■ YOUR TASK ■
If a line in the entries below contains "candidates", copy it.

■ RECORDS TO PROCESS ■
※

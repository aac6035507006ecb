use std::collections::HashMap;
use std::sync::Arc;

use super::activation::Activation;
use super::ast::{BinaryOp, MacroKind, UnaryOp};
use super::errors::EvalError;
use super::operations::*;
use super::program::{Candidate, Node};
use super::value::Value;

/// Tree-walking evaluator over a compiled [`Node`] tree.
pub struct Interpreter<'a> {
    activation: &'a Activation,
    constants: &'a HashMap<String, Value>,
    locals: Vec<(String, Value)>,
}

impl<'a> Interpreter<'a> {
    pub fn new(activation: &'a Activation, constants: &'a HashMap<String, Value>) -> Self {
        Self {
            activation,
            constants,
            locals: Vec::new(),
        }
    }

    fn resolve(&self, name: &str) -> Result<Value, EvalError> {
        if let Some((_, v)) = self.locals.iter().rev().find(|(n, _)| n == name) {
            return Ok(v.clone());
        }
        self.activation
            .get(name)
            .or_else(|| self.constants.get(name))
            .cloned()
            .ok_or_else(|| EvalError::UnboundVariable(name.to_string()))
    }

    pub fn eval(&mut self, node: &Node) -> Result<Value, EvalError> {
        match node {
            Node::Literal(v) => Ok(v.clone()),
            Node::Ident(name) => self.resolve(name),

            Node::Select {
                operand,
                field,
                test_only,
            } => {
                let v = self.eval(operand)?;
                select(&v, field, *test_only)
            }

            Node::Index { operand, index: idx } => {
                let v = self.eval(operand)?;
                let i = self.eval(idx)?;
                index(&v, &i)
            }

            Node::Call {
                function,
                args,
                candidates,
            } => {
                let values = args
                    .iter()
                    .map(|a| self.eval(a))
                    .collect::<Result<Vec<_>, _>>()?;
                dispatch(function, candidates, &values)
            }

            Node::List(elements) => {
                let items = elements
                    .iter()
                    .map(|e| self.eval(e))
                    .collect::<Result<Vec<_>, _>>()?;
                Ok(Value::List(Arc::new(items)))
            }

            Node::Map(entries) => {
                let mut pairs = Vec::with_capacity(entries.len());
                for (k, v) in entries {
                    pairs.push((self.eval(k)?, self.eval(v)?));
                }
                build_map(pairs)
            }

            Node::Unary { op, operand } => {
                let v = self.eval(operand)?;
                match op {
                    UnaryOp::Not => match v {
                        Value::Bool(b) => Ok(Value::Bool(!b)),
                        other => Err(EvalError::no_overload("!_", &[other.type_name()])),
                    },
                    UnaryOp::Neg => negate(&v),
                }
            }

            Node::Binary { op, left, right } => match op {
                BinaryOp::And => self.logical(left, right, false),
                BinaryOp::Or => self.logical(left, right, true),
                BinaryOp::Eq
                | BinaryOp::Ne
                | BinaryOp::Lt
                | BinaryOp::Le
                | BinaryOp::Gt
                | BinaryOp::Ge
                | BinaryOp::In => {
                    let l = self.eval(left)?;
                    let r = self.eval(right)?;
                    relation(*op, &l, &r)
                }
                BinaryOp::Add | BinaryOp::Sub | BinaryOp::Mul | BinaryOp::Div | BinaryOp::Mod => {
                    let l = self.eval(left)?;
                    let r = self.eval(right)?;
                    arithmetic(*op, &l, &r)
                }
            },

            Node::Conditional {
                cond,
                then_branch,
                else_branch,
            } => match self.eval(cond)? {
                Value::Bool(true) => self.eval(then_branch),
                Value::Bool(false) => self.eval(else_branch),
                other => Err(EvalError::no_overload("_?_:_", &[other.type_name()])),
            },

            Node::Comprehension {
                kind,
                range,
                var,
                predicate,
                transform,
            } => {
                let range = self.eval(range)?;
                let items: Vec<Value> = match &range {
                    Value::List(items) => items.as_ref().clone(),
                    Value::Map(entries) => entries.keys().map(|k| k.to_value()).collect(),
                    other => {
                        return Err(EvalError::no_overload(kind.name(), &[other.type_name()]))
                    }
                };
                self.comprehension(*kind, items, var, predicate.as_deref(), transform.as_deref())
            }
        }
    }

    /// `&&` and `||`: a decisive operand wins over an error on the other side.
    fn logical(&mut self, left: &Node, right: &Node, decisive: bool) -> Result<Value, EvalError> {
        let name = if decisive { "_||_" } else { "_&&_" };
        let l = self.eval(left);
        if let Ok(Value::Bool(b)) = l {
            if b == decisive {
                return Ok(Value::Bool(b));
            }
        }
        let r = self.eval(right);
        match (l, r) {
            (_, Ok(Value::Bool(b))) if b == decisive => Ok(Value::Bool(b)),
            (Ok(Value::Bool(_)), Ok(Value::Bool(b))) => Ok(Value::Bool(b)),
            (Err(e), _) | (_, Err(e)) => Err(e),
            (Ok(a), Ok(b)) => Err(EvalError::no_overload(name, &[a.type_name(), b.type_name()])),
        }
    }

    fn with_local<T>(
        &mut self,
        var: &str,
        value: Value,
        f: impl FnOnce(&mut Self) -> T,
    ) -> T {
        self.locals.push((var.to_string(), value));
        let result = f(self);
        self.locals.pop();
        result
    }

    fn test(&mut self, kind: MacroKind, var: &str, item: Value, predicate: &Node) -> Result<bool, EvalError> {
        match self.with_local(var, item, |me| me.eval(predicate))? {
            Value::Bool(b) => Ok(b),
            other => Err(EvalError::no_overload(kind.name(), &[other.type_name()])),
        }
    }

    fn comprehension(
        &mut self,
        kind: MacroKind,
        items: Vec<Value>,
        var: &str,
        predicate: Option<&Node>,
        transform: Option<&Node>,
    ) -> Result<Value, EvalError> {
        match kind {
            MacroKind::All | MacroKind::Exists => {
                let decisive = kind == MacroKind::Exists;
                let mut deferred = None;
                if let Some(p) = predicate {
                    for item in items {
                        match self.test(kind, var, item, p) {
                            Ok(b) if b == decisive => return Ok(Value::Bool(decisive)),
                            Ok(_) => {}
                            Err(e) => deferred = deferred.or(Some(e)),
                        }
                    }
                }
                match deferred {
                    Some(e) => Err(e),
                    None => Ok(Value::Bool(!decisive)),
                }
            }
            MacroKind::ExistsOne => {
                let mut count = 0usize;
                if let Some(p) = predicate {
                    for item in items {
                        if self.test(kind, var, item, p)? {
                            count += 1;
                        }
                    }
                }
                Ok(Value::Bool(count == 1))
            }
            MacroKind::Filter => {
                let mut kept = Vec::new();
                if let Some(p) = predicate {
                    for item in items {
                        if self.test(kind, var, item.clone(), p)? {
                            kept.push(item);
                        }
                    }
                }
                Ok(Value::List(Arc::new(kept)))
            }
            MacroKind::Map => {
                let mut out = Vec::with_capacity(items.len());
                for item in items {
                    if let Some(p) = predicate {
                        if !self.test(kind, var, item.clone(), p)? {
                            continue;
                        }
                    }
                    match transform {
                        Some(t) => out.push(self.with_local(var, item, |me| me.eval(t))?),
                        None => out.push(item),
                    }
                }
                Ok(Value::List(Arc::new(out)))
            }
        }
    }
}

/// Call the first candidate whose parameter types accept the arguments.
fn dispatch(function: &str, candidates: &[Candidate], args: &[Value]) -> Result<Value, EvalError> {
    match candidates.iter().find(|c| c.accepts(args)) {
        Some(c) => (c.handler)(args),
        None => {
            let types: Vec<&str> = args.iter().map(|a| a.type_name()).collect();
            Err(EvalError::no_overload(function, &types))
        }
    }
}

#[cfg(test)]
mod tests {
    use super::*;
    use crate::cel::env::Env;
    use crate::cel::types::Type;

    fn eval_with(source: &str, activation: &Activation) -> Result<Value, EvalError> {
        let mut b = Env::builder();
        b.variable("body", Type::Dyn).unwrap();
        b.variable("n", Type::Int).unwrap();
        let env = b.build();
        let checked = env.check(&env.parse(source).unwrap()).unwrap();
        env.program(&checked).unwrap().eval(activation)
    }

    fn eval(source: &str) -> Result<Value, EvalError> {
        let body = Value::from_json(serde_json::json!({"x": 1, "items": [1, 2, 3], "name": "bob"}));
        eval_with(source, &Activation::new().with_var("body", body).with_var("n", 10i64))
    }

    #[test]
    fn test_field_access_and_arithmetic() {
        assert_eq!(eval("body.x + 1").unwrap(), Value::Int(2));
        assert_eq!(eval("body.items[2] * n").unwrap(), Value::Int(30));
        assert_eq!(eval("body.name + '!'").unwrap(), Value::from("bob!"));
    }

    #[test]
    fn test_missing_key_errors() {
        assert!(matches!(eval("body.missing"), Err(EvalError::NoSuchKey(_))));
        assert_eq!(eval("has(body.missing)").unwrap(), Value::Bool(false));
        assert_eq!(eval("has(body.x)").unwrap(), Value::Bool(true));
    }

    #[test]
    fn test_logical_operators_absorb_errors() {
        assert_eq!(eval("false && body.missing == 1").unwrap(), Value::Bool(false));
        assert_eq!(eval("body.missing == 1 && false").unwrap(), Value::Bool(false));
        assert_eq!(eval("body.missing == 1 || true").unwrap(), Value::Bool(true));
        assert!(eval("body.missing == 1 || false").is_err());
    }

    #[test]
    fn test_conditional() {
        assert_eq!(eval("n > 5 ? 'big' : 'small'").unwrap(), Value::from("big"));
        assert!(eval("body.x ? 1 : 2").is_err());
    }

    #[test]
    fn test_comprehensions() {
        assert_eq!(eval("body.items.all(i, i > 0)").unwrap(), Value::Bool(true));
        assert_eq!(eval("body.items.exists(i, i == 2)").unwrap(), Value::Bool(true));
        assert_eq!(eval("body.items.exists_one(i, i > 1)").unwrap(), Value::Bool(false));
        assert_eq!(
            eval("body.items.map(i, i * 2)").unwrap(),
            Value::from(vec![Value::Int(2), Value::Int(4), Value::Int(6)])
        );
        assert_eq!(
            eval("body.items.map(i, i > 1, i * 10)").unwrap(),
            Value::from(vec![Value::Int(20), Value::Int(30)])
        );
        assert_eq!(
            eval("body.items.filter(i, i % 2 == 1)").unwrap(),
            Value::from(vec![Value::Int(1), Value::Int(3)])
        );
        assert_eq!(eval("body.exists(k, k == 'name')").unwrap(), Value::Bool(true));
    }

    #[test]
    fn test_comprehension_variable_shadows() {
        assert_eq!(eval("[1, 2].exists(n, n == 2)").unwrap(), Value::Bool(true));
        assert_eq!(eval("[1, 2].map(n, n)[1] + n").unwrap(), Value::Int(12));
    }

    #[test]
    fn test_unbound_variable() {
        let err = eval_with("n + 1", &Activation::new()).unwrap_err();
        assert_eq!(err, EvalError::UnboundVariable("n".into()));
    }

    #[test]
    fn test_map_literal_and_in() {
        assert_eq!(eval("'a' in {'a': 1}").unwrap(), Value::Bool(true));
        assert_eq!(eval("4 in body.items").unwrap(), Value::Bool(false));
        assert!(matches!(eval("{'a': 1, 'a': 2}"), Err(EvalError::InvalidArgument(_))));
    }
}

※

■ SOLUTION ■
                candidates,
                dispatch(function, candidates, &values)
fn dispatch(function: &str, candidates: &[Candidate], args: &[Value]) -> Result<Value, EvalError> {
    match candidates.iter().find(|c| c.accepts(args)) {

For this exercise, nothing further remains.